LRMs focus on advanced reasoning capabilities, aiming to improve problem-solving and decision-making processes, such as OpenAI-o1, OpenAI-o3-mini, and DeepSeek-R1.
Diffusion models, like DALL-E and Stable Diffusion, generate images by progressively refining random noise to match a given text prompt.

Traditional Data ETL vs.
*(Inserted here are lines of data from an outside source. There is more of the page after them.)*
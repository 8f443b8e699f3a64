//! Core types for the batch RPC client.
//!
//! - [`Call`] / [`CallResult`] - one logical remote operation and its outcome
//! - [`Credential`] - session material plus the per-session request counter
//! - [`extract`] - recovery of payloads hidden inside embedded HTML documents
//! - [`tracing`] - subscriber setup for binaries embedding the client

pub mod call;
pub mod credential;
pub mod error;
pub mod extract;
pub mod tracing;

pub use call::{Call, CallResult, DEFAULT_CONTEXT, RemoteError};
pub use credential::{Credential, REQUEST_ID_STEP, RequestCounter, estimate_expiry};
pub use error::{ExtractResult, ExtractionError, PREVIEW_LIMIT};
pub use extract::content::{Flashcard, QuizOption, QuizQuestion, flashcards, quiz_questions};
pub use extract::{ExtractedPayload, MAX_SEARCH_DEPTH, Search, Strategy, extract_payload};
pub use tracing::{TracingConfig, TracingError, TracingOutputFormat, init_tracing};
Unstructured Data ETL

Data ETL (Extract, Transform, Load) is a data integration process that extracts data from various sources, transforms it to fit operational needs, and loads it into a target system, such as a data warehouse. It is also known as data washing, data wrangling, or data massaging.
Unstructured data ETL involves extracting data from various unstructured sources (like text documents, images, or videos), transforming it into a structured format suitable for analysis, and loading it into a target system such as a data warehouse or database.

	Traditional Data ETL	Unstructured Data ETL
Data Type	Structured data (e.g., tables, relational databases).	Unstructured data (e.g., text, images, videos, PDFs, logs).
Extract Sources	SQL databases, CSV files, spreadsheets.	Documents, emails, social media, multimedia, logs.
Transformation Process	Schema mapping, aggregations, data cleaning, indexing.	LLM, Embeddings, OCR (Optical Character Recognition).
Tools Used (generally)	Apache Spark, Informatica, Airflow, etc.	Instill Core, LangChain, Hugging Face, Unstructured.io, etc.
Loading Destination	Data warehouses (Snowflake, BigQuery, Redshift).	Vector databases (Pinecone, ChromaDB), document stores (Elasticsearch, MongoDB), blob storages (GCS, S3, MinIO)
End Use Case	BI dashboards, financial reports, analytics.	AI-powered search, RAG (Retrieval-Augmented Generation), chatbots, content analysis.

AI Builders vs. AI Users

AI Builders are the innovators who design, develop, and optimize AI-first products, leveraging skills in machine learning, software development, and data science to create AI-driven technologies. In contrast, AI Users are professionals who utilize these AI-first products to enhance productivity, applying AI in areas like automation, content creation, data analysis, and decision-making. While builders work with tools like PyTorch, TensorFlow, and Hugging Face to build AI solutions, users interact with AI-powered applications such as ChatGPT, GitHub Copilot, and AI-driven analytics tools to streamline their workflows. Please refer to the table below.

	AI Builders 👩‍🔧👨🏻‍🔧	AI Users 👩‍💼👨🏻‍💼
Definition	People who design, develop, and build AI-first products.	People who use AI-first products to enhance their productivity.
Primary Goal	Create and optimize AI-driven technologies.	Leverage AI to improve efficiency and decision-making.
Key Activities	Developing machine learning models, fine-tuning LLMs, integrating AI APIs, building AI-powered applications.	Using AI for automation, content generation, data analysis, research, and communication.
Required Skills	AI/ML engineering, software development, data science, product management.	Domain expertise in their respective fields, ability to effectively interact with AI tools.
Examples	Engineers at OpenAI, Hugging Face, Google, or startups creating AI-driven apps.	Writers using ChatGPT, marketers leveraging AI analytics, coders using AI-assisted programming tools.
Tools Used	Instill Core, PyTorch, TensorFlow, Hugging Face, LangChain, OpenAI API.	Instill AI, ChatGPT, Midjourney, GitHub Copilot, AI-powered automation tools.